The hygiene hypothesis and WBC counts can be combined for future therapies in atopic disease and disorders of immune dysregulation and continued development for other diseases as well. “Research over the past 10 years provides evidence connecting the commensal and symbiotic microbes (intestinal microbiota) and parasitic helminths with immune development, expanding the hygiene hypothesis into the “microflora” and “old friends” hypotheses, respectively. There is evidence that parasitic helminths and commensal microbial organisms co-evolved with the human immune system and that these organisms are vital in promoting normal immune development.” Knowing that the hygiene hypothesis typically stands true, barring other factors like autoimmune diseases that suppress the immune system, and that WBC counts can indicate what type of immune response will occur through retrospective studies, further development can occur in vaccine creation. 

Works Cited

Sehrawat, Sharvan, and Barry T. Rouse. “Does the Hygiene Hypothesis Apply to Covid-19 Susceptibility?” Microbes and Infection, Oct. 2020, www.ncbi.nlm.nih.gov/pmc/articles/PMC7347347/.

Stiemsma, Leah  T., et al. “The Hygiene Hypothesis: Current Perspectives and Future Therapies.” ImmunoTargets and Therapy, 27 July 2015, www.ncbi.nlm.nih.gov/pmc/articles/PMC4918254/.

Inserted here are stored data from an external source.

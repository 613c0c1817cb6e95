//! One complete request: convert, classify, and compare against the legacy method.

use crate::{
    Comparison, ConversionModel, ConversionResult, Result, RiskAssessment, RiskClassifier,
};
use serde::Serialize;

/// Legacy fixed-multiplier estimate and how its band compares to the harmonized one
#[derive(Clone, Debug, Serialize, PartialEq)]
pub struct LegacyComparison {
    /// Legacy estimate in nmol/L
    pub estimate: f64,
    /// Primary is the harmonized value, secondary the legacy estimate
    pub comparison: Comparison,
}

/// Full result for a kit reading
#[derive(Clone, Debug, Serialize, PartialEq)]
pub struct Assessment {
    pub conversion: ConversionResult,
    pub risk: RiskAssessment,
    /// Absent for kits reporting in nmol/L
    pub legacy: Option<LegacyComparison>,
}

impl Assessment {
    pub fn is_underestimated(&self) -> bool {
        self.legacy
            .as_ref()
            .is_some_and(|l| l.comparison.is_underestimated)
    }
}

/// Convert a kit reading, classify it, and compare with the legacy estimate
pub fn assess(
    model: &ConversionModel,
    classifier: &RiskClassifier,
    kit_name: &str,
    value: f64,
) -> Result<Assessment> {
    let conversion = model.forward(kit_name, value)?;
    let risk = classifier.classify(conversion.harmonized);

    let legacy = model
        .legacy_estimate_for_kit(kit_name, value)?
        .map(|estimate| LegacyComparison {
            estimate,
            comparison: classifier.compare(conversion.harmonized, estimate),
        });

    if let Some(ref l) = legacy {
        if l.comparison.is_underestimated {
            tracing::info!(
                "{} {}: legacy estimate {:.2} nmol/L under-classifies ({} vs {})",
                kit_name,
                value,
                l.estimate,
                l.comparison.secondary.label,
                risk.label
            );
        }
    }

    Ok(Assessment {
        conversion,
        risk,
        legacy,
    })
}

#[cfg(test)]
mod tests {
    use super::*;
    use crate::{Error, RiskCategory};

    #[test]
    fn test_sekisui_30_underestimated_by_legacy() {
        let model = ConversionModel::default();
        let classifier = RiskClassifier::default();

        let assessment = assess(&model, &classifier, "Sekisui", 30.0).unwrap();

        assert!((assessment.conversion.harmonized - 110.71).abs() < 1e-9);
        assert_eq!(assessment.risk.band_index, 1);

        let legacy = assessment.legacy.as_ref().unwrap();
        assert!((legacy.estimate - 66.0).abs() < 1e-9);
        assert_eq!(legacy.comparison.secondary.band_index, 0);
        assert!(legacy.comparison.is_underestimated);
        assert!(assessment.is_underestimated());
    }

    #[test]
    fn test_roche_has_no_legacy_path() {
        let model = ConversionModel::default();
        let classifier = RiskClassifier::default();

        let assessment = assess(&model, &classifier, "Roche", 150.0).unwrap();

        assert_eq!(assessment.conversion.harmonized, 150.0);
        assert_eq!(assessment.risk.category, RiskCategory::High);
        assert!(assessment.legacy.is_none());
        assert!(!assessment.is_underestimated());
    }

    #[test]
    fn test_nittobo_zero_is_low() {
        let model = ConversionModel::default();
        let classifier = RiskClassifier::default();

        let assessment = assess(&model, &classifier, "Nittobo", 0.0).unwrap();

        assert!((assessment.conversion.harmonized + 8.64).abs() < 1e-9);
        assert_eq!(assessment.risk.band_index, 0);
    }

    #[test]
    fn test_unknown_kit() {
        let result = assess(
            &ConversionModel::default(),
            &RiskClassifier::default(),
            "Unknown",
            10.0,
        );
        assert!(matches!(result, Err(Error::UnknownKit(_))));
    }

    #[test]
    fn test_serializes_to_json() {
        let assessment = assess(
            &ConversionModel::default(),
            &RiskClassifier::default(),
            "Denka-1",
            40.0,
        )
        .unwrap();
        let json = serde_json::to_value(&assessment).unwrap();
        assert_eq!(json["conversion"]["kit"]["name"], "Denka-1");
        assert_eq!(json["conversion"]["kit"]["input_unit"], "mg/dL");
        assert_eq!(json["risk"]["category"], "moderate");
        assert_eq!(json["legacy"]["comparison"]["is_underestimated"], false);
    }
}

Tong, Xunliang, et al. “Characteristics of Peripheral White Blood Cells in COVID-19 Patients Revealed by a Retrospective Cohort Study.” BMC Infectious Diseases, 9 Dec. 2021, bmcinfectdis.biomedcentral.com/articles/10.1186/s12879-021-06899-7#Abs1. 

One Comment

  1. Anna did her STEAM project on how Covid-19 and the hygiene hypothesis interact. When SARS-COV-2 became a pandemic in 2020, people were wary of the vaccines because of how fast they were developed. However, mRNA vaccines have been researched since the 2000s. A study in Wuhan, China found that levels of eosinophils, lymphocytes, and basophils were significantly lower in non-survivors, than those who survived the covid infection. SARS-COV-2 has shown that it can activate both the innate and adaptive immune responses. This can indicate changes of peripheral blood cells which show immune damage caused by SARS-COV-2. The hygiene hypothesis theory states that exposure to benign microorganisms can help protect against diseases and strengthen our immune system. “Trained immunity” may raise the threshold of resistance to COVID-19 infection. This can mean having a strengthened innate immune system may lead to lesser symptoms of viruses through the frequent exposure of microbes. Parasitic helminths can be considered vital to developing normal immune function.